There is a clear need for a more coordinated approach to supporting seafarers where resources are pooled into a single body that can leverage legal expertise and lobbying power to advocate for the rights of seafarers, according to the newly released Inmarsat-sponsored Thetius drafted report ‘A Fair Future for Seafarers?’.
The sponsored report, produced by maritime technology innovation company Thetius, highlights the suicide of a young seafarer, just 23 years old, to demonstrate how the COVID-19 pandemic has impacted the mental health of many seafarers and put pressure on welfare organisations trying to support them.
“Unfortunately, the COVID-19 pandemic proved that the MLC is not enforceable,” states the report. In the absence of welfare leadership from governments, seafarers have no choice but to rely on charities and NGOs. “2020 showed the collective ineffectiveness of the entire shipping industry, including charities, corporates, unions and even international bodies such as the IMO to act as a voice for the needs of seafarers during a crisis.”

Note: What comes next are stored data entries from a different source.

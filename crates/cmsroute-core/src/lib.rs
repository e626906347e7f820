//! cmsroute core types and traits
//!
//! This crate provides the building blocks shared by every cmsroute crate:
//! - Site identity and per-site configuration
//! - Model keys, kinds and resolution results
//! - Configuration store and connection pool abstractions
//! - Error types
//! - Name inflection used to derive entity names from table names

pub mod config_store;
pub mod connection;
pub mod error;
pub mod inflector;
pub mod model;
pub mod site_config;

pub use config_store::{ConfigStore, MemoryConfigStore};
pub use connection::{
    Connection, ConnectionHandle, ConnectionManager, ConnectionPool, DatasourceConfig,
};
pub use error::{
    ConfigError, ConnectionError, Error, InitializationError, ResolutionError, Result,
};
pub use model::{ModelKey, ModelKind, ModelOrigin, Namespace, ResolvedModel, SchemaVersion};
pub use site_config::{SiteConfig, SiteSymbol};
//! cmsroute site layer
//!
//! This crate ties the pieces together for one connector plugin:
//! - `SiteRegistry`: site symbol → `SiteConfig`
//! - `Site`: table access bound to one site, plus the initialization hook
//! - `Table`: table handle whose name and connection follow its site
//! - `TableLocator`: builds tables and fires the initialization event
//! - `Connector`: the plugin, holding the collaborators sites share

pub mod connector;
pub mod site;
pub mod sites;
pub mod table;
pub mod table_locator;

pub use connector::Connector;
pub use site::Site;
pub use sites::SiteRegistry;
pub use table::{EntityBinding, Table};
pub use table_locator::{ListenerId, ModelListener, TableLocator, TableRequest};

Then there are perennial issues such as fatigue, bullying, abuse, criminalisation, abandonment and piracy which, like pandemics, are likely to continue in the future. The report states that, as a profession, seafaring should not have to rely on the work of charities to function effectively. Rather, these welfare organisations should aim to make themselves redundant by ensuring that seafarers no longer require their services except in exceptional circumstances.
“By representing the entire sector’s views on the international stage, coordinating lobbying for long term funding, and enabling better advocacy activity, a single body that is made up of representatives of the whole welfare sector will be far more effective at creating change than any one welfare charity could be.”
HRAS has considered this proposed view and notably, has previously promoted a similar idea as early as September 2015.
At that time, there was another ongoing maritime crisis occurring. After being arrested in India in 2013, six UK security guards onboard the MV Seaman Guard Ohio were due to stand trial. After protracted legal engagement, an Indian appeals court finally acquitted the 35 crewmembers and security guards in November 2017. Many organisations, notable among them The Mission to Seafarers, provided welfare support alongside then UK Foreign and Commonwealth Office (FCO) background interventions, but even with the weight of national and international opinion supporting them, including European Parliament intervention, the men suffered years of unnecessary incarceration and inhumane treatment in Chennai prison.
The situation was exceptional, but even back then speakers at The Big Welfare Debate – London International Shipping Week 2015, considered how seafarers can be overworked, fatigued, socially isolated and abused and questioned the reality of the implementation of the MLC on welfare provision for seafarers.
At that time, HRAS CEO David Hammond called for unity of effort. “A coordinated approach is urgently needed across the maritime welfare community, as isolated responses and duplication of effort assists nobody. A fragmented approach ultimately affects those very persons who the welfare service providers aim to assist by diluting their individual efforts. Strength is in depth and as such any opportunity for unity should be embraced without exception.”
The Thetius report further promotes the key role that telecommunications will play in supporting seafarers as the industry moves towards smaller crews, less shore leave and greater automation of tasks at sea.
Seafarer and Family Protections
It calls on welfare organisations to consider how they will use digital tools to support seafarers remotely at sea and at the same time calls on them to be more proactive in their support of families ashore. As well as the growth of digitally delivered services, this may require the development of physical support centres in major seafarer population centres such as The Philippines, China and Ukraine. A pivot towards families and communities could enable a more proactive and preventative approach to evolving welfare issues for seafarers themselves.
HRAS also supports the continued need for greater recognition of the importance of families and communities and has worked towards that goal with the release of family impact statements in cases where seafarers have gone missing or been murdered.
The first, published in February 2016, was voluntarily provided by the sister of the 23-year-old Greek Sub-lieutenant, Anastasios Nakis, who went missing at sea in April 2015 on board of bulk carrier MV Ingrid C. Among more recent efforts, HRAS published a case study and family impact report on the missing Third Officer Cristito M. Acosta who disappeared without trace from onboard the MV Jiaolong Spirit though the final outcome, following investigation by the employer, was never publicly released.
As for the on-going funding of the welfare transition it calls for, the Thetius report acknowledges that it might be difficult even though MLC member states should be responsible.
More positively though, the report highlights how successful co-ordinated lobbying led to the New Zealand government amending its Maritime Transport Act 1994 to fund seafarer centres through the Minister of Transport, the Honourable Michael Wood. The move followed an international report issued by HRAS in April 2020: New Zealand: Under-Funding of Seafarers’ Welfare Services and Poor MLC Compliance which was drafted in direct support of the New Zealand Seafarers’ Welfare Board’s efforts to affect this change.
As the Thetius report highlights, “No other modern profession relies so heavily on a network of charitable organisations just to function.”
This reflects the assessed 1.6-1.7 million seafarers globally; equating the population size of the Scottish city of Glasgow.